Canada ranks among the safest countries in the world for tourists by multiple indexes. According to the Travel and Tourism Competitiveness Index, that measure the attractiveness and potential of countries for investment and development in the travel and tourism sector, ranks Canada 11th out of 116 countries studied. The index also shows that Canada has a low standing when it comes to price competitiveness, coming in at 101 out of 116 countries looked at globally.

According to various sources tourism related industries contributed between $104.4 billion, to $129.7 billion to the Canadian economy. Resulting in GDP contributions of approximately $41.0 billion to $50.8 billion.

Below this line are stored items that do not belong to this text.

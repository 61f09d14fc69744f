//! Sparse image creation, attaching and detaching with hdiutil.

use crate::bundler::{
    error::{Error, Result},
    settings::DmgSettings,
    utils::process,
};
use regex::Regex;
use std::ffi::OsStr;
use std::future::Future;
use std::path::{Path, PathBuf};

/// An attached image: the device node to detach and the volume mount point.
#[derive(Clone, Debug, Eq, PartialEq)]
pub struct MountedVolume {
    /// Device node, e.g. `/dev/disk4`.
    pub device: String,
    /// Mount point of the HFS+ volume.
    pub volume: PathBuf,
}

/// Creates a growable sparse HFS+ image of bounded capacity.
pub async fn create_sparse_image(sparse: &Path, volume_name: &str, dmg: &DmgSettings) -> Result<()> {
    log::info!("Creating sparse image {}", sparse.display());
    let megabytes = dmg.megabytes.to_string();
    process::run_tool(
        "dmg",
        "hdiutil",
        [
            OsStr::new("create"),
            sparse.as_os_str(),
            OsStr::new("-volname"),
            OsStr::new(volume_name),
            OsStr::new("-fs"),
            OsStr::new("HFS+"),
            OsStr::new("-type"),
            OsStr::new("SPARSE"),
            OsStr::new("-megabytes"),
            OsStr::new(&megabytes),
            OsStr::new("-layout"),
            OsStr::new("SPUD"),
        ],
    )
    .await?;
    Ok(())
}

/// The attach and detach primitives the image builder drives.
#[allow(async_fn_in_trait)]
pub trait DiskImageTool {
    /// Attaches `image` privately and returns the tool's report.
    async fn attach(&self, image: &Path) -> Result<String>;

    /// Force-detaches a device node or image path.
    async fn detach(&self, target: &OsStr) -> Result<()>;
}

/// Attaches and detaches with `hdiutil`.
#[derive(Clone, Copy, Debug, Default)]
pub struct Hdiutil;

impl DiskImageTool for Hdiutil {
    async fn attach(&self, image: &Path) -> Result<String> {
        let output = process::run_tool(
            "dmg",
            "hdiutil",
            [OsStr::new("attach"), OsStr::new("-private"), image.as_os_str()],
        )
        .await?;
        Ok(String::from_utf8_lossy(&output.stdout).into_owned())
    }

    async fn detach(&self, target: &OsStr) -> Result<()> {
        process::run_tool("dmg", "hdiutil", [OsStr::new("detach"), OsStr::new("-force"), target])
            .await?;
        Ok(())
    }
}

/// Attaches `sparse` privately (hidden from the Finder) and returns where.
///
/// When the report cannot be parsed the image is detached by path before
/// the error is returned.
pub async fn attach_private<D: DiskImageTool>(tool: &D, sparse: &Path) -> Result<MountedVolume> {
    let report = tool.attach(sparse).await?;
    let mounted = match parse_attach_output(&report) {
        Ok(mounted) => mounted,
        Err(e) => {
            if let Err(detach_error) = tool.detach(sparse.as_os_str()).await {
                log::warn!("Failed to detach {}: {}", sparse.display(), detach_error);
            }
            return Err(e);
        }
    };
    log::debug!(
        "Attached {} as {} at {}",
        sparse.display(),
        mounted.device,
        mounted.volume.display()
    );
    Ok(mounted)
}

/// Runs `work` against the attached volume and always detaches afterwards.
///
/// A failure of `work` wins over a failure to detach; the latter is logged.
pub async fn with_attached<D, F, Fut, T>(tool: &D, sparse: &Path, work: F) -> Result<T>
where
    D: DiskImageTool,
    F: FnOnce(MountedVolume) -> Fut,
    Fut: Future<Output = Result<T>>,
{
    let mounted = attach_private(tool, sparse).await?;
    let outcome = work(mounted.clone()).await;
    let detached = detach(tool, &mounted).await;
    if let (Err(_), Err(e)) = (&outcome, &detached) {
        log::warn!("Failed to detach {}: {}", mounted.device, e);
    }
    let value = outcome?;
    detached?;
    Ok(value)
}

/// Extracts the whole-disk device node and the HFS mount point from
/// `hdiutil attach` output.
pub fn parse_attach_output(output: &str) -> Result<MountedVolume> {
    let device_re = Regex::new(r"(/dev/disk[0-9]+)(?:[^s0-9]|$)")
        .map_err(|e| Error::GenericError(e.to_string()))?;
    let volume_re = Regex::new(r"HFS\s+(.+)").map_err(|e| Error::GenericError(e.to_string()))?;

    let unparsable = |what: &str| Error::ExternalTool {
        stage: "dmg".to_string(),
        command: "hdiutil attach -private".to_string(),
        status: "exit status: 0".to_string(),
        stderr: format!("no {} in output: {}", what, output.trim()),
    };

    let device = device_re
        .captures(output)
        .and_then(|c| c.get(1))
        .map(|m| m.as_str().to_string())
        .ok_or_else(|| unparsable("device node"))?;
    let volume = volume_re
        .captures(output)
        .and_then(|c| c.get(1))
        .map(|m| PathBuf::from(m.as_str().trim()))
        .ok_or_else(|| unparsable("mount point"))?;

    Ok(MountedVolume { device, volume })
}

/// Force-detaches the device.
pub async fn detach<D: DiskImageTool>(tool: &D, mounted: &MountedVolume) -> Result<()> {
    log::debug!("Detaching {}", mounted.device);
    tool.detach(OsStr::new(&mounted.device)).await
}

In 2024, total spending by visitors from the U. S. was $15.6 billion (78.7% of trips), while overseas visitors spent $12.9 billion (21.3% of trips). Canadians spent a total of $74.8 billion while travelling within Canada, with the highest spending on transportation (34.3%), followed by food and beverages (25.8%), accommodations (21.6%), recreation and entertainment (9.4%), clothing and gifts (3.7%), and other expenses (5.2%). Conversely, visitors from abroad spent most on accommodations (35.8%), food and beverages (26.6%), and transportation (13.2%).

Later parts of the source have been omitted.